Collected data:
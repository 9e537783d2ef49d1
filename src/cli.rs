//! Command-line interface for pairgate.
//!
//! Uses lexopt for minimal binary size overhead.

use std::ffi::OsString;
use std::net::IpAddr;
use std::path::PathBuf;

use thiserror::Error;

/// Command-line arguments.
///
/// Every setting is optional so that unset flags leave values from the
/// config file and environment alone.
#[derive(Debug, Clone, Default)]
pub struct Args {
    /// Host address to bind to.
    pub host: Option<IpAddr>,
    /// Port to listen on.
    pub port: Option<u16>,
    /// Path to configuration file.
    pub config: Option<PathBuf>,
    /// API token (overrides config file and environment).
    pub api_token: Option<String>,
    /// Session store URL.
    pub database: Option<String>,
    /// Disable authentication.
    pub no_auth: bool,
    /// Log level (error, warn, info, debug, trace).
    pub log_level: Option<String>,
    /// Show version and exit.
    pub version: bool,
    /// Show help and exit.
    pub help: bool,
}

/// Parse command-line arguments.
pub fn parse_args() -> Result<Args, ArgsError> {
    parse_args_from(std::env::args_os())
}

/// Parse arguments from an iterator (for testing).
pub fn parse_args_from<I>(args: I) -> Result<Args, ArgsError>
where
    I: IntoIterator<Item = OsString>,
{
    use lexopt::prelude::*;

    let mut result = Args::default();
    let mut parser = lexopt::Parser::from_iter(args);

    while let Some(arg) = parser.next()? {
        match arg {
            Short('h') | Long("help") => {
                result.help = true;
            }
            Short('V') | Long("version") => {
                result.version = true;
            }
            Short('H') | Long("host") => {
                let value: String = parser.value()?.parse()?;
                result.host = Some(
                    value
                        .parse()
                        .map_err(|_| ArgsError::InvalidValue("host", value))?,
                );
            }
            Short('p') | Long("port") => {
                let value: String = parser.value()?.parse()?;
                result.port = Some(
                    value
                        .parse()
                        .map_err(|_| ArgsError::InvalidValue("port", value))?,
                );
            }
            Short('c') | Long("config") => {
                result.config = Some(parser.value()?.parse()?);
            }
            Short('t') | Long("api-token") => {
                result.api_token = Some(parser.value()?.parse()?);
            }
            Short('d') | Long("database") => {
                result.database = Some(parser.value()?.parse()?);
            }
            Long("no-auth") => {
                result.no_auth = true;
            }
            Short('l') | Long("log-level") => {
                result.log_level = Some(parser.value()?.parse()?);
            }
            Value(val) => {
                return Err(ArgsError::UnexpectedArgument(val.to_string_lossy().into()));
            }
            _ => return Err(arg.unexpected().into()),
        }
    }

    Ok(result)
}

/// Print help message.
pub fn print_help() {
    let version = env!("CARGO_PKG_VERSION");
    println!(
        r#"pairgate {version}
Multi-tenant messaging session gateway with QR pairing

USAGE:
    pairgate [OPTIONS]

OPTIONS:
    -H, --host <ADDR>        Host address to bind [default: 127.0.0.1]
    -p, --port <PORT>        Port to listen on [default: 8080]
    -c, --config <FILE>      Path to configuration file (JSON)
    -t, --api-token <TOKEN>  Token expected in the `apitoken` header
    -d, --database <URL>     Session store URL [default: sqlite://pairgate.db]
    -l, --log-level <LVL>    Log level (error, warn, info, debug, trace)
        --no-auth            Disable authentication
    -h, --help               Print help
    -V, --version            Print version

ENVIRONMENT VARIABLES:
    PAIRGATE_HOST             Host address (overrides config)
    PAIRGATE_PORT             Port number (overrides config)
    PAIRGATE_API_TOKEN        API token (overrides config)
    PAIRGATE_DATABASE_URL     Session store URL (overrides config)
    PAIRGATE_DEFAULT_COUNTRY  Country code prefixed to bare phone numbers
    PAIRGATE_LOG_LEVEL        Log level (overrides config)
    RUST_LOG                  Alternative log level setting

EXAMPLES:
    # Start on localhost with a token
    pairgate -t my-secret-token

    # Start on all interfaces with a config file
    pairgate -H 0.0.0.0 -c /etc/pairgate/config.json

    # Development mode (in-memory store, no auth)
    pairgate --no-auth -d sqlite::memory:
"#
    );
}

/// Print version.
pub fn print_version() {
    println!("pairgate {}", env!("CARGO_PKG_VERSION"));
}

/// Argument parsing errors.
#[derive(Error, Debug)]
pub enum ArgsError {
    #[error("{0}")]
    Lexopt(#[from] lexopt::Error),

    #[error("invalid value for --{0}: '{1}'")]
    InvalidValue(&'static str, String),

    #[error("unexpected argument: '{0}'")]
    UnexpectedArgument(String),
}

#[cfg(test)]
mod tests {
    use super::*;

    fn args(args: &[&str]) -> Vec<OsString> {
        std::iter::once("pairgate")
            .chain(args.iter().copied())
            .map(OsString::from)
            .collect()
    }

    #[test]
    fn test_default_args() {
        let result = parse_args_from(args(&[])).unwrap();
        assert!(result.host.is_none());
        assert!(result.port.is_none());
        assert!(!result.no_auth);
    }

    #[test]
    fn test_host_port() {
        let result = parse_args_from(args(&["-H", "0.0.0.0", "-p", "8080"])).unwrap();
        assert_eq!(result.host.unwrap().to_string(), "0.0.0.0");
        assert_eq!(result.port, Some(8080));
    }

    #[test]
    fn test_long_options() {
        let result = parse_args_from(args(&[
            "--host",
            "192.168.1.1",
            "--port",
            "9000",
            "--database",
            "sqlite::memory:",
        ]))
        .unwrap();
        assert_eq!(result.host.unwrap().to_string(), "192.168.1.1");
        assert_eq!(result.port, Some(9000));
        assert_eq!(result.database.as_deref(), Some("sqlite::memory:"));
    }

    #[test]
    fn test_api_token() {
        let result = parse_args_from(args(&["-t", "my-secret"])).unwrap();
        assert_eq!(result.api_token, Some("my-secret".to_string()));
    }

    #[test]
    fn test_config_file() {
        let result = parse_args_from(args(&["-c", "/etc/config.json"])).unwrap();
        assert_eq!(result.config, Some(PathBuf::from("/etc/config.json")));
    }

    #[test]
    fn test_no_auth() {
        let result = parse_args_from(args(&["--no-auth"])).unwrap();
        assert!(result.no_auth);
    }

    #[test]
    fn test_help_and_version_flags() {
        assert!(parse_args_from(args(&["-h"])).unwrap().help);
        assert!(parse_args_from(args(&["--help"])).unwrap().help);
        assert!(parse_args_from(args(&["-V"])).unwrap().version);
        assert!(parse_args_from(args(&["--version"])).unwrap().version);
    }

    #[test]
    fn test_log_level() {
        let result = parse_args_from(args(&["-l", "debug"])).unwrap();
        assert_eq!(result.log_level, Some("debug".to_string()));
    }

    #[test]
    fn test_invalid_values() {
        let err = parse_args_from(args(&["-p", "invalid"])).unwrap_err();
        assert!(err.to_string().contains("--port"));

        let err = parse_args_from(args(&["-H", "not-an-ip"])).unwrap_err();
        assert!(matches!(err, ArgsError::InvalidValue("host", _)));
    }

    #[test]
    fn test_unexpected_positional() {
        let err = parse_args_from(args(&["serve"])).unwrap_err();
        assert!(matches!(err, ArgsError::UnexpectedArgument(ref a) if a == "serve"));
    }

    #[test]
    fn test_unknown_flag() {
        assert!(matches!(
            parse_args_from(args(&["--rate-limit"])),
            Err(ArgsError::Lexopt(_))
        ));
    }
}
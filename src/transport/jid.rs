//! Network address type.

use std::fmt;
use std::str::FromStr;

use serde::{Deserialize, Serialize};

/// Server suffix for individual user addresses.
pub const USER_SERVER: &str = "s.whatsapp.net";

/// Address of a user or a specific linked device on the messaging network.
///
/// Displayed as `user@server` or, for a linked device, `user:device@server`.
#[derive(Debug, Clone, PartialEq, Eq, Hash, Serialize, Deserialize)]
#[serde(try_from = "String", into = "String")]
pub struct Jid {
    user: String,
    device: Option<u16>,
    server: String,
}

impl Jid {
    /// Address of the account itself (no device part).
    pub fn user(account: impl Into<String>) -> Self {
        Self {
            user: account.into(),
            device: None,
            server: USER_SERVER.to_string(),
        }
    }

    /// Address of one linked device of an account.
    pub fn device(account: impl Into<String>, device: u16) -> Self {
        Self {
            user: account.into(),
            device: Some(device),
            server: USER_SERVER.to_string(),
        }
    }

    /// The account part, i.e. the phone-equivalent identifier.
    pub fn account(&self) -> &str {
        &self.user
    }

    pub fn device_index(&self) -> Option<u16> {
        self.device
    }

    pub fn server(&self) -> &str {
        &self.server
    }

    /// The same address without the device part.
    pub fn to_user(&self) -> Jid {
        Jid {
            user: self.user.clone(),
            device: None,
            server: self.server.clone(),
        }
    }
}

impl fmt::Display for Jid {
    fn fmt(&self, f: &mut fmt::Formatter<'_>) -> fmt::Result {
        match self.device {
            Some(device) => write!(f, "{}:{}@{}", self.user, device, self.server),
            None => write!(f, "{}@{}", self.user, self.server),
        }
    }
}

/// Error returned for malformed addresses.
#[derive(Debug, Clone, PartialEq, Eq, thiserror::Error)]
#[error("invalid JID: {0}")]
pub struct ParseJidError(pub String);

impl FromStr for Jid {
    type Err = ParseJidError;

    fn from_str(s: &str) -> Result<Self, Self::Err> {
        let (local, server) = s
            .split_once('@')
            .ok_or_else(|| ParseJidError(s.to_string()))?;
        if local.is_empty() || server.is_empty() || server.contains('@') {
            return Err(ParseJidError(s.to_string()));
        }

        let (user, device) = match local.split_once(':') {
            Some((user, device)) => {
                let device = device
                    .parse::<u16>()
                    .map_err(|_| ParseJidError(s.to_string()))?;
                (user, Some(device))
            }
            None => (local, None),
        };
        if user.is_empty() {
            return Err(ParseJidError(s.to_string()));
        }

        Ok(Jid {
            user: user.to_string(),
            device,
            server: server.to_string(),
        })
    }
}

impl TryFrom<String> for Jid {
    type Error = ParseJidError;

    fn try_from(value: String) -> Result<Self, Self::Error> {
        value.parse()
    }
}

impl From<Jid> for String {
    fn from(jid: Jid) -> Self {
        jid.to_string()
    }
}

WORK TO COMPLETE:
Each line holding the word "Short" must be pulled from the records.

TASK SOLUTION:
            Short('h') | Long("help") => {
            Short('V') | Long("version") => {
            Short('H') | Long("host") => {
            Short('p') | Long("port") => {
            Short('c') | Long("config") => {
            Short('t') | Long("api-token") => {
            Short('d') | Long("database") => {
            Short('l') | Long("log-level") => {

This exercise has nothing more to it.